Count how many lines below contain the word "paid", then give that number alone.

** Opening DATA block **

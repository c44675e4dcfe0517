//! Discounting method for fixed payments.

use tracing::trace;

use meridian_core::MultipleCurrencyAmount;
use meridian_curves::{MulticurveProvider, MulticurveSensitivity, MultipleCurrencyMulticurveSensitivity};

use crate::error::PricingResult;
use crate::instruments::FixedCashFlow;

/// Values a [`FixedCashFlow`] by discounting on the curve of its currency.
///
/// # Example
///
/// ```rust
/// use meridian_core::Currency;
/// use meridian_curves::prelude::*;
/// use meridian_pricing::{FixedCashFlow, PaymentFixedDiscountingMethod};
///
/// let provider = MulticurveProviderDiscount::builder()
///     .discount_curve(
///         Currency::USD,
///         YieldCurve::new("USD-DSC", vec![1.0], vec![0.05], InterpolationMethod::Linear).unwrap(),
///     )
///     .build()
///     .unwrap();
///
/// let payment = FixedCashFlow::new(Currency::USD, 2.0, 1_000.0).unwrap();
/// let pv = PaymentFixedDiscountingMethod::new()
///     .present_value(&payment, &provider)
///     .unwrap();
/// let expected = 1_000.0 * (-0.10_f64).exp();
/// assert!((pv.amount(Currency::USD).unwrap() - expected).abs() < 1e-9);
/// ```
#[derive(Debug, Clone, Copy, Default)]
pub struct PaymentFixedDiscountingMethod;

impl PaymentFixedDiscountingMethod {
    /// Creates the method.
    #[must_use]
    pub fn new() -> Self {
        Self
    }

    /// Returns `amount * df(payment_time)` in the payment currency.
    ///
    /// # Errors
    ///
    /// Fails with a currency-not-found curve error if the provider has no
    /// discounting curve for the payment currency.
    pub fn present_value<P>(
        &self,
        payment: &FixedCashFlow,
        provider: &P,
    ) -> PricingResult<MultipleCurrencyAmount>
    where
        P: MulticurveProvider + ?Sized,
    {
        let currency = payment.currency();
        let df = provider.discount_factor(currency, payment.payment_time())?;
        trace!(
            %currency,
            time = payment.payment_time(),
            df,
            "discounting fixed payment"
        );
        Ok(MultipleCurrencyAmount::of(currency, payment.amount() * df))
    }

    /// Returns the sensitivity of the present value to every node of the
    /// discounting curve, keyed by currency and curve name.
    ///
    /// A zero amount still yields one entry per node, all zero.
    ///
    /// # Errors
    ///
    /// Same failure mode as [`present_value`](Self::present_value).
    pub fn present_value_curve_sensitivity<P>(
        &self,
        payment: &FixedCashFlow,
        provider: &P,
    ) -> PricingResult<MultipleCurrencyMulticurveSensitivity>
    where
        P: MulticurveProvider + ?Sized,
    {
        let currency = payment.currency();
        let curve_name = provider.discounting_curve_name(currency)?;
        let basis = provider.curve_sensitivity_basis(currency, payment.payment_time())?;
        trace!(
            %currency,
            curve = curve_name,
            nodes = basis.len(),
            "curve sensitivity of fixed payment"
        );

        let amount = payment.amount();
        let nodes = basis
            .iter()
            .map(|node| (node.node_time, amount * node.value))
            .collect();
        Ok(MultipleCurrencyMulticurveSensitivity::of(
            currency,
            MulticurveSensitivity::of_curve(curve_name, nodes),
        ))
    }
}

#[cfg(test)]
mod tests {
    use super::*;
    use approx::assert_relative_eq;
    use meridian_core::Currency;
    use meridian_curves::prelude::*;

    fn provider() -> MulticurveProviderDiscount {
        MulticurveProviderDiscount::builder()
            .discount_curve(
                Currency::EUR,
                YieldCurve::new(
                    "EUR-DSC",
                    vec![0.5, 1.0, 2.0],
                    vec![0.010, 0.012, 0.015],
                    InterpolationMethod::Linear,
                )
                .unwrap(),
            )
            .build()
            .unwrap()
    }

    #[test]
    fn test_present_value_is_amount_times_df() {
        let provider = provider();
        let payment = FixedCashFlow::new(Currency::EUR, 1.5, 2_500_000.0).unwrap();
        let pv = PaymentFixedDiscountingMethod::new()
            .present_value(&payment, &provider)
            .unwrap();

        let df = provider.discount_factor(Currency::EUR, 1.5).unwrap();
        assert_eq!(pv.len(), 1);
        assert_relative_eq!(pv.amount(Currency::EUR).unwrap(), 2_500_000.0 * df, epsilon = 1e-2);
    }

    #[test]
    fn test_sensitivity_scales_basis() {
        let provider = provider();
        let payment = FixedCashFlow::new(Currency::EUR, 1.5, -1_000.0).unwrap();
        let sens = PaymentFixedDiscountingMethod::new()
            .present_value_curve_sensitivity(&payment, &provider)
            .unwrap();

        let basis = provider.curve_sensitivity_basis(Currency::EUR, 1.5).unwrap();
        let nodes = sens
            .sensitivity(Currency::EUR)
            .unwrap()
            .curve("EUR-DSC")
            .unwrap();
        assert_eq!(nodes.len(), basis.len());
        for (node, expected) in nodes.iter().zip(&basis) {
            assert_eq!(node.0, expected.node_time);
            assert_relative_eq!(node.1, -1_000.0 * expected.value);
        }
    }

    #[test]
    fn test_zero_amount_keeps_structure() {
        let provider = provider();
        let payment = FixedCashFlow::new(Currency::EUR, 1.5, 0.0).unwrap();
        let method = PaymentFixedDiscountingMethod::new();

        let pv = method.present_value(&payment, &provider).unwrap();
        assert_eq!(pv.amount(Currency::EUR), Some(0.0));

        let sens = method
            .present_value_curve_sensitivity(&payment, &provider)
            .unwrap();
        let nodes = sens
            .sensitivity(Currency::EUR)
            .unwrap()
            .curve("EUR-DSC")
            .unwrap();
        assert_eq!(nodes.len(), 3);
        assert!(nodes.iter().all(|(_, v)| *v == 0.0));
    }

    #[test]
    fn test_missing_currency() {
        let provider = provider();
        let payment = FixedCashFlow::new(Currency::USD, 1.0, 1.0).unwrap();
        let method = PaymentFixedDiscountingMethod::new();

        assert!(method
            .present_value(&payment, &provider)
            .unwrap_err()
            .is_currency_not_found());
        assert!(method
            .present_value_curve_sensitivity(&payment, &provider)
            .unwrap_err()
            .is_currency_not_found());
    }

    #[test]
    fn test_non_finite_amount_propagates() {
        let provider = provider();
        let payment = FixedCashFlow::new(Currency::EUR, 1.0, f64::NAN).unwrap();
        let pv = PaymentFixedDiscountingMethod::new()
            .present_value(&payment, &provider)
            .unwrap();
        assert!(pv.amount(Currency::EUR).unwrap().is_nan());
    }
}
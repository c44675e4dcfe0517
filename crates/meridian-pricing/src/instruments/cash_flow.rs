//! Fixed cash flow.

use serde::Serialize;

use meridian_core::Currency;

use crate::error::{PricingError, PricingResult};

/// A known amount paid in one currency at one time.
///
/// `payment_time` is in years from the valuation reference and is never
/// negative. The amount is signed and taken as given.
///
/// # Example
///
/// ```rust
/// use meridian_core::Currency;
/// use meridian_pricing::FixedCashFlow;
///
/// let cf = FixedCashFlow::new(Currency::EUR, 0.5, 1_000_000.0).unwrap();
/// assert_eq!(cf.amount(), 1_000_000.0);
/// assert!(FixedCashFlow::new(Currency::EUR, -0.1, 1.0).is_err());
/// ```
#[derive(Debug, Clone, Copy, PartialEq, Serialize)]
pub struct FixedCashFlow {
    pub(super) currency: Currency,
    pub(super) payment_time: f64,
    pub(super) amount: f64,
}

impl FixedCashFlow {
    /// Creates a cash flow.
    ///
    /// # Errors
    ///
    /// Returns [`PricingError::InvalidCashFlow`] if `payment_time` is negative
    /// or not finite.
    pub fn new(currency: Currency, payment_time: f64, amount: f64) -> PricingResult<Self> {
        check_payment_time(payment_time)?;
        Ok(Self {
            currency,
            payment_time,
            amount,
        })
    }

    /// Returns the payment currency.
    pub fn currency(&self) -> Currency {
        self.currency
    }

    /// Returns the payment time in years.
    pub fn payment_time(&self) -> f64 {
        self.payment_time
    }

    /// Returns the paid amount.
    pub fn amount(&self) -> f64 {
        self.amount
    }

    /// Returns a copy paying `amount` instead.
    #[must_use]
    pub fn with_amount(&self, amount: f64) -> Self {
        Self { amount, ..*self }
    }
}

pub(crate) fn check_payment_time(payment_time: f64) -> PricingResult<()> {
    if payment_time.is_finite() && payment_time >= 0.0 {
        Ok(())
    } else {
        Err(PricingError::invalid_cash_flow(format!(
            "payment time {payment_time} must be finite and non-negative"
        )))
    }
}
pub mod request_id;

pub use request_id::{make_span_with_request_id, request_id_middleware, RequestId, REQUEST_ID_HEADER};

** Closing DATA block **

(TASK RESPONSE) 2